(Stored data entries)
○ ○ ○ ○ ○ ○ ○
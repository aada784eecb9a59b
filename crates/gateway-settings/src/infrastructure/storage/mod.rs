//! Storage infrastructure: load/save of the configuration document.
//!
//! The store only ever needs two things from persistence: read the whole
//! document, and overwrite it with a whole new document.  That contract is
//! the [`DocumentStorage`] trait.  [`file::FileStorage`] is the production
//! adapter; [`memory::MemoryStorage`] keeps the encoded text in memory so
//! tests can exercise the full write-then-reload cycle without a disk.

use std::path::PathBuf;

use thiserror::Error;

use crate::domain::document::Document;

pub mod file;
pub mod memory;

/// Error type for document persistence.
#[derive(Debug, Error)]
pub enum StorageError {
    /// The platform data directory could not be determined.
    #[error("could not determine platform data directory")]
    NoPlatformDataDir,

    /// A file system I/O error occurred.
    #[error("I/O error accessing configuration at {path}: {source}")]
    Io {
        path: PathBuf,
        #[source]
        source: std::io::Error,
    },

    /// The persisted document could not be decoded.
    #[error("failed to parse configuration: {0}")]
    Parse(#[from] toml::de::Error),

    /// The document could not be encoded.
    #[error("failed to serialize configuration: {0}")]
    Serialize(#[from] toml::ser::Error),
}

/// Whole-document persistence.
///
/// Implementations must overwrite on save (never append) and decode the
/// complete document on load.
pub trait DocumentStorage {
    /// Reads and decodes the persisted document.
    fn load(&self) -> Result<Document, StorageError>;
    /// Encodes `document` and replaces the persisted copy with it.
    fn save(&self, document: &Document) -> Result<(), StorageError>;
}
○ ○ ○ ○ ○ ○ ○
What to do: Show all lines above that contain "Result".

Solution to this problem:
    fn load(&self) -> Result<Document, StorageError>;
    fn save(&self, document: &Document) -> Result<(), StorageError>;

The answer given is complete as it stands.